What is the Infrastructure Investment and Jobs Act (IIJA)?

Kyle Chin
Kyle Chin
updated Jun 14, 2022

In November of 2021, President Joe Biden signed the Infrastructure Investment and Jobs Act (IIJA) which authorizes a plan to invest $1.2 trillion into the nation's infrastructure. This bipartisan infrastructure bill plans to bolster the transportation, energy, water, utility sectors, and state and local governments.

An important provision within the IIJA is the allocation of $2 billion towards enhancing the cybersecurity of government organizations. Given the currently limited cybersecurity investment in America, the IIJA is a big step forward in enforcing the country's cyber defenses.

Why is the IIJA Important to Cybersecurity?

Despite representing only a fraction of the $1.2 trillion budget, the $2 billion in federal funding represents the largest ever cybersecurity investment in United States history. Along with many other pieces of cybersecurity legislation passed in recent years, the IIJA is the first of many steps in securing the nation's overall cyber defenses.

The goal of the IIJA is to incentivize all local and state governments to implement strong security infrastructures, regardless of if they receive funding. Because the funding is conditional, grant applicants have more reason to create and develop the best plan to receive the grant money.

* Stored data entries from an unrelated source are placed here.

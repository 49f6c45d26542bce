//! File watching with debounced change batches.

use std::collections::BTreeSet;
use std::path::{Path, PathBuf};
use std::time::Duration;

use notify::{Event, EventKind, RecommendedWatcher, RecursiveMode, Watcher};
use tokio::sync::mpsc;
use tracing::{debug, error, info, trace};
use wildmatch::WildMatch;

use crate::config::WatchConfig;

/// Globs, relative to the watched root, whose changes are dropped.
#[derive(Debug, Clone, Default)]
pub struct IgnoreSet(Vec<WildMatch>);

impl IgnoreSet {
    pub fn new<I, S>(patterns: I) -> Self
    where
        I: IntoIterator<Item = S>,
        S: AsRef<str>,
    {
        Self(
            patterns
                .into_iter()
                .map(|pattern| WildMatch::new(pattern.as_ref()))
                .collect(),
        )
    }

    pub fn is_ignored(&self, path: &Path, root: &Path) -> bool {
        let relative = path.strip_prefix(root).unwrap_or(path);
        let relative = relative.to_string_lossy();
        self.0.iter().any(|pattern| pattern.matches(&relative))
    }
}

/// Coalesces raw change notifications into batches.
pub struct ChangeStream {
    rx: mpsc::Receiver<PathBuf>,
    debounce: Duration,
    _watcher: Option<RecommendedWatcher>,
}

impl ChangeStream {
    /// A stream fed by any sender, e.g. a test or a custom notifier.
    pub fn new(rx: mpsc::Receiver<PathBuf>, debounce: Duration) -> Self {
        Self {
            rx,
            debounce,
            _watcher: None,
        }
    }

    /// Waits for a change, then keeps collecting until `debounce` passes
    /// without a new one. Returns `None` once the source is gone.
    pub async fn next_batch(&mut self) -> Option<BTreeSet<PathBuf>> {
        let first = self.rx.recv().await?;
        let mut batch = BTreeSet::from([first]);

        loop {
            match tokio::time::timeout(self.debounce, self.rx.recv()).await {
                Ok(Some(path)) => {
                    batch.insert(path);
                }
                Ok(None) | Err(_) => break,
            }
        }

        debug!(files = batch.len(), "Change batch ready");
        Some(batch)
    }
}

/// Watches a directory tree recursively.
#[derive(Debug, Clone)]
pub struct FileWatcher {
    root: PathBuf,
    ignore: IgnoreSet,
    debounce: Duration,
}

impl FileWatcher {
    pub fn new(root: impl Into<PathBuf>, ignore: IgnoreSet, debounce: Duration) -> Self {
        Self {
            root: root.into(),
            ignore,
            debounce,
        }
    }

    pub fn from_config(config: &WatchConfig) -> Self {
        Self::new(
            &config.root,
            IgnoreSet::new(&config.ignored),
            Duration::from_millis(config.debounce_ms),
        )
    }

    pub fn root(&self) -> &Path {
        &self.root
    }

    /// Starts the OS watcher. Events stop when the returned stream is dropped.
    pub fn start(&self) -> Result<ChangeStream, notify::Error> {
        let root = self
            .root
            .canonicalize()
            .unwrap_or_else(|_| self.root.clone());
        let (tx, rx) = mpsc::channel(256);

        let ignore = self.ignore.clone();
        let watch_root = root.clone();
        let mut watcher = notify::recommended_watcher(move |res: Result<Event, notify::Error>| {
            let event = match res {
                Ok(event) => event,
                Err(e) => {
                    error!(error = %e, "File watcher error");
                    return;
                }
            };

            match event.kind {
                EventKind::Create(_) | EventKind::Modify(_) | EventKind::Remove(_) => {}
                _ => return,
            }

            for path in event.paths {
                if ignore.is_ignored(&path, &watch_root) {
                    trace!(path = %path.display(), "Ignored change");
                    continue;
                }
                if tx.blocking_send(path).is_err() {
                    return;
                }
            }
        })?;

        watcher.watch(&root, RecursiveMode::Recursive)?;
        info!(root = %root.display(), "Watching for changes");

        Ok(ChangeStream {
            rx,
            debounce: self.debounce,
            _watcher: Some(watcher),
        })
    }
}
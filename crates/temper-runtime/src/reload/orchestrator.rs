//! The reload cycle.
//!
//! ```text
//! stash ─► try_lock ─► entry changed? ──────────────► Restart(EntryChanged)
//!                        │
//!                        ▼
//!                   refresh owners ─► classify ─ unsafe ─► Restart(UnsafeChange)
//!                                        │
//!                                        ▼
//!             snapshot + evict accepted ─► re-load entries ─ error ─► restore, RolledBack
//!                                        │
//!                                        ▼
//!             swap runtimes in order ─ apply error ─► undo swaps newest first, RolledBack
//!                                        │
//!                                        ▼
//!                                    Reloaded
//! ```
//!
//! The cycle is all-or-nothing: either every affected runtime runs the new
//! code, or every one of them runs the old code again.

use std::collections::{BTreeSet, HashSet};
use std::path::{Path, PathBuf};
use std::sync::Arc;

use parking_lot::Mutex;
use temper_core::{ForkRecord, Plugin, Registry, RuntimeId};
use tracing::{debug, error, info, warn};

use super::classify::classify;
use super::policy::ReloadPolicy;
use crate::error::{ReloadError, RestartReason};
use crate::module::{ModuleCache, ModuleSnapshot};

/// Result of one [`Reloader::reload`] call.
#[derive(Debug)]
pub enum ReloadOutcome {
    /// Nothing that is loaded changed.
    Idle,
    /// Another cycle is running; the changes stay queued.
    Deferred,
    Reloaded {
        plugins: Vec<String>,
        modules: Vec<PathBuf>,
    },
    /// The cycle failed and everything was put back.
    RolledBack { error: ReloadError },
    Restart(RestartReason),
}

struct Swap {
    name: String,
    old: Plugin,
    new: Plugin,
    records: Vec<ForkRecord>,
}

/// Turns stashed file changes into runtime swaps.
pub struct Reloader {
    registry: Registry,
    modules: Arc<ModuleCache>,
    policy: ReloadPolicy,
    stashed: Mutex<BTreeSet<PathBuf>>,
    cycle: tokio::sync::Mutex<()>,
}

impl Reloader {
    pub fn new(registry: Registry, modules: Arc<ModuleCache>, policy: ReloadPolicy) -> Self {
        Self {
            registry,
            modules,
            policy,
            stashed: Mutex::new(BTreeSet::new()),
            cycle: tokio::sync::Mutex::new(()),
        }
    }

    pub fn policy(&self) -> &ReloadPolicy {
        &self.policy
    }

    /// Queues changed paths for the next cycle.
    pub fn stash<I>(&self, paths: I)
    where
        I: IntoIterator<Item = PathBuf>,
    {
        self.stashed.lock().extend(paths);
    }

    pub fn pending(&self) -> usize {
        self.stashed.lock().len()
    }

    pub async fn reload(&self) -> ReloadOutcome {
        let Ok(_cycle) = self.cycle.try_lock() else {
            debug!("Reload already in progress, deferring");
            return ReloadOutcome::Deferred;
        };
        let mut stashed = std::mem::take(&mut *self.stashed.lock());

        if let Some(entry) = stashed.iter().find(|path| self.policy.is_entry(path)) {
            warn!(path = %entry.display(), "Entry file changed, restart required");
            return ReloadOutcome::Restart(RestartReason::EntryChanged(entry.clone()));
        }

        stashed.retain(|path| self.modules.contains(path));
        if stashed.is_empty() {
            return ReloadOutcome::Idle;
        }

        for (path, plugin) in self.modules.exported_plugins() {
            self.modules.set_owner(&path, self.registry.get(&plugin));
        }

        let classification = classify(&self.modules.graph(), &stashed, &self.policy);
        if !classification.is_safe() {
            let files = classification.unsafe_changes();
            warn!(files = ?files, "Changes cannot be hot-swapped, restart required");
            return ReloadOutcome::Restart(RestartReason::UnsafeChange(files));
        }

        let affected: HashSet<RuntimeId> =
            classification.affected.iter().map(|(id, _)| *id).collect();
        let (nested, targets): (Vec<_>, Vec<_>) =
            classification.affected.iter().cloned().partition(|(id, _)| {
                self.registry
                    .ancestors(*id)
                    .iter()
                    .any(|ancestor| affected.contains(ancestor))
            });

        let snapshot = self.modules.snapshot(&classification.accepted);
        for path in &classification.accepted {
            self.modules.invalidate(path);
        }

        let mut pairs = Vec::new();
        for (id, path) in &targets {
            let Some(old) = self.registry.plugin_of(*id) else {
                continue;
            };
            match self.load_plugin(path) {
                Ok(new) => pairs.push((*id, old, new)),
                Err(e) => return self.abort(snapshot, e),
            }
        }

        // Accepted modules nothing above required, e.g. a changed leaf with no dependents.
        for path in &classification.accepted {
            if !self.modules.contains(path)
                && let Err(e) = self.modules.require(path)
            {
                return self.abort(snapshot, e.into());
            }
        }

        let mut swapped: Vec<Swap> = Vec::new();
        for (id, old, new) in pairs {
            if let Err(e) = self.swap(id, old, new, &mut swapped).await {
                self.rollback(swapped).await;
                return self.abort(snapshot, e);
            }
        }

        // A nested runtime may also have forks outside its swapped ancestors.
        // Those still run the old value and are swapped on their own.
        for (id, path) in &nested {
            let Some(old) = self.registry.plugin_of(*id) else {
                continue;
            };
            let result = match self.load_plugin(path) {
                Ok(new) => self.swap(*id, old, new, &mut swapped).await,
                Err(e) => Err(e),
            };
            if let Err(e) = result {
                self.rollback(swapped).await;
                return self.abort(snapshot, e);
            }
        }

        ReloadOutcome::Reloaded {
            plugins: swapped.into_iter().map(|swap| swap.name).collect(),
            modules: classification.accepted.into_iter().collect(),
        }
    }

    fn load_plugin(&self, path: &Path) -> Result<Plugin, ReloadError> {
        Ok(self.modules.require(path)?.into_plugin(path)?)
    }

    /// Disposes one runtime and re-applies `new` wherever it lived.
    async fn swap(
        &self,
        id: RuntimeId,
        old: Plugin,
        new: Plugin,
        swapped: &mut Vec<Swap>,
    ) -> Result<(), ReloadError> {
        let name = old.name().to_string();
        let records = self.registry.dispose_runtime(id).await;
        swapped.push(Swap {
            name: name.clone(),
            old,
            new: new.clone(),
            records: records.clone(),
        });

        for record in &records {
            if !record.parent.is_active() {
                debug!(plugin = %name, "Skipping fork whose parent went away");
                continue;
            }
            let result = record
                .parent
                .try_plugin_as(new.clone(), record.config.clone(), record.alias.clone())
                .await;
            if let Err(source) = result {
                error!(plugin = %name, error = %source, "Reload failed, rolling back");
                return Err(ReloadError::Apply {
                    plugin: name,
                    source,
                });
            }
        }
        info!(plugin = %name, forks = records.len(), "Plugin reloaded");
        Ok(())
    }

    /// Puts old plugin values back into their original contexts, newest swap first.
    async fn rollback(&self, swapped: Vec<Swap>) {
        for swap in swapped.into_iter().rev() {
            if let Some(id) = self.registry.get(&swap.new) {
                self.registry.dispose_runtime(id).await;
            }
            for record in swap.records {
                if !record.parent.is_active() {
                    continue;
                }
                if let Err(e) = record
                    .parent
                    .try_plugin_as(swap.old.clone(), record.config, record.alias)
                    .await
                {
                    error!(plugin = %swap.name, error = %e, "Failed to restore previous version");
                }
            }
        }
    }

    fn abort(&self, snapshot: ModuleSnapshot, error: ReloadError) -> ReloadOutcome {
        self.modules.restore(snapshot);
        warn!(error = %error, "Reload rolled back");
        ReloadOutcome::RolledBack { error }
    }
}
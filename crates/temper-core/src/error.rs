//! Engine error types.

use thiserror::Error;

use crate::registry::ForkId;

/// Boxed error returned by plugin code and user-supplied cleanups.
pub type BoxError = Box<dyn std::error::Error + Send + Sync>;

/// Errors raised by the plugin registry and the context algebra.
#[derive(Error, Debug)]
pub enum EngineError {
    /// The registered value is not a plugin.
    #[error("Invalid plugin: {0}")]
    InvalidPlugin(String),

    /// The context is not owned by a live fork.
    #[error("Context is not owned by a live fork")]
    NoSuchFork,

    /// A plugin's `apply` returned an error. The fork has already been disposed.
    #[error("Plugin '{plugin}' failed to apply: {source}")]
    ApplyFailure {
        plugin: String,
        fork: ForkId,
        #[source]
        source: BoxError,
    },

    /// A single disposable failed. Only ever logged; disposal keeps going.
    #[error("Disposable of plugin '{plugin}' failed: {source}")]
    DisposeFailure {
        plugin: String,
        #[source]
        source: BoxError,
    },

    /// Two contexts from different registries were composed.
    #[error("Cannot compose contexts that belong to different registries")]
    ForeignContext,

    /// The registry has been torn down.
    #[error("Registry has been torn down")]
    Closed,
}

impl EngineError {
    /// Creates an invalid plugin error.
    pub fn invalid_plugin(reason: impl Into<String>) -> Self {
        Self::InvalidPlugin(reason.into())
    }
}

/// Result type for engine operations.
pub type EngineResult<T> = Result<T, EngineError>;
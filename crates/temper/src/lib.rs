//! # Temper
//!
//! A plugin lifecycle and hot-reload engine.
//!
//! ## Overview
//!
//! Temper composes independently written plugins into one process, scopes
//! each of them to a slice of traffic, and swaps them in place when the code
//! behind them changes.
//!
//! ## Architecture
//!
//! ```text
//! ┌──────────────┐  file changes  ┌──────────┐  classify  ┌─────────────┐
//! │ FileWatcher  │───────────────▶│ Reloader │───────────▶│ ModuleGraph │
//! └──────────────┘                └────┬─────┘            └─────────────┘
//!                                      │ dispose + re-apply
//!                                      ▼
//! ┌──────────────┐  plugin()  ┌──────────┐  spawn  ┌──────────────────────────┐
//! │ PluginLoader │───────────▶│ Registry │────────▶│ Runtime ─▶ Fork ─▶ apply │
//! └──────────────┘            └──────────┘         └──────────────────────────┘
//! ```
//!
//! - **Context**: an immutable view made of a session filter and service mapping
//! - **Runtime**: one record per plugin identity
//! - **Fork**: one instantiation of a plugin in a context; owns what `apply` registered
//! - **Reloader**: turns file changes into an all-or-nothing swap of runtimes
//!
//! ## Quick Start
//!
//! ```rust,ignore
//! use temper::prelude::*;
//!
//! #[tokio::main]
//! async fn main() -> anyhow::Result<()> {
//!     let modules = StaticLoader::new();
//!     modules.define("plugins/echo", |_scope| {
//!         Ok(Exports::Plugin(Plugin::function("echo", |ctx, _config| async move {
//!             ctx.guild(&["g1"]).command("echo", "Repeat a message");
//!             Ok(())
//!         })))
//!     });
//!
//!     let runtime = TemperRuntime::builder().loader(modules).build()?;
//!     let exit = runtime.run().await?;
//!     std::process::exit(exit.code());
//! }
//! ```
//!
//! ## Features
//!
//! - `toml-config`: read `temper.toml` (default)
//! - `yaml-config`: read `temper.yaml`
//! - `json-log`: JSON log output

pub use temper_core as core;
pub use temper_runtime as runtime;

/// Prelude module for convenient imports.
///
/// ```rust,ignore
/// use temper::prelude::*;
/// ```
pub mod prelude {
    // Runtime - main entry point
    pub use temper_runtime::{Exit, TemperRuntime};

    // Plugins and contexts
    pub use temper_core::{
        BoxError, Context, DISPOSE, Fork, INTERNAL_SERVICE, Payload, Plugin, PluginObject, READY,
        Registry, Session,
    };

    // Module system
    pub use temper_runtime::{Exports, LoadScope, ModuleLoader, StaticLoader};

    // Logging
    pub use temper_runtime::prelude::*;
}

More importantly, President Biden and the White House hope that the IIJA can raise the bar for cybersecurity in the private sector. Every year sees record amounts of cyber attacks affecting private businesses, including major companies like Facebook, LinkedIn, JP Morgan Chase, and Microsoft.

The IIJA certainly won't be the last grant program for attaining cybersecurity funding. By establishing the importance of data and information security with this bill, both public and private organizations will hopefully start to fight against the rising threats of cyber attacks.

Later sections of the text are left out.